• **THE PROBLEM**: Your task is to output all the records below, word for word.
○ ○ ○ ○
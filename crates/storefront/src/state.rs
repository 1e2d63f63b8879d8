//! Application state shared across handlers.

use std::sync::Arc;

use pineapple_cart::CartEngine;

use crate::config::StorefrontConfig;

/// Application state shared across all handlers.
///
/// This struct is cheaply cloneable via `Arc` and provides access to
/// configuration and the cart engine.
#[derive(Clone)]
pub struct AppState {
    inner: Arc<AppStateInner>,
}

struct AppStateInner {
    config: StorefrontConfig,
    engine: CartEngine,
}

impl AppState {
    /// Create a new application state.
    ///
    /// The cart engine uses the configured default currency for empty carts.
    #[must_use]
    pub fn new(config: StorefrontConfig) -> Self {
        let engine = CartEngine::new(config.cart.default_currency.clone());

        Self {
            inner: Arc::new(AppStateInner { config, engine }),
        }
    }

    /// Get a reference to the storefront configuration.
    #[must_use]
    pub fn config(&self) -> &StorefrontConfig {
        &self.inner.config
    }

    /// Get a reference to the cart engine.
    #[must_use]
    pub fn engine(&self) -> &CartEngine {
        &self.inner.engine
    }
}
○ ○ ○ ○
• **ANSWER SECTION**:
filename crates/storefront/src/state.rs
repository 1e2d63f63b8879d8
//! Application state shared across handlers.

use std::sync::Arc;

use pineapple_cart::CartEngine;

use crate::config::StorefrontConfig;

/// Application state shared across all handlers.
///
/// This struct is cheaply cloneable via `Arc` and provides access to
/// configuration and the cart engine.
#[derive(Clone)]
pub struct AppState {
    inner: Arc<AppStateInner>,
}

struct AppStateInner {
    config: StorefrontConfig,
    engine: CartEngine,
}

impl AppState {
    /// Create a new application state.
    ///
    /// The cart engine uses the configured default currency for empty carts.
    #[must_use]
    pub fn new(config: StorefrontConfig) -> Self {
        let engine = CartEngine::new(config.cart.default_currency.clone());

        Self {
            inner: Arc::new(AppStateInner { config, engine }),
        }
    }

    /// Get a reference to the storefront configuration.
    #[must_use]
    pub fn config(&self) -> &StorefrontConfig {
        &self.inner.config
    }

    /// Get a reference to the cart engine.
    #[must_use]
    pub fn engine(&self) -> &CartEngine {
        &self.inner.engine
    }
}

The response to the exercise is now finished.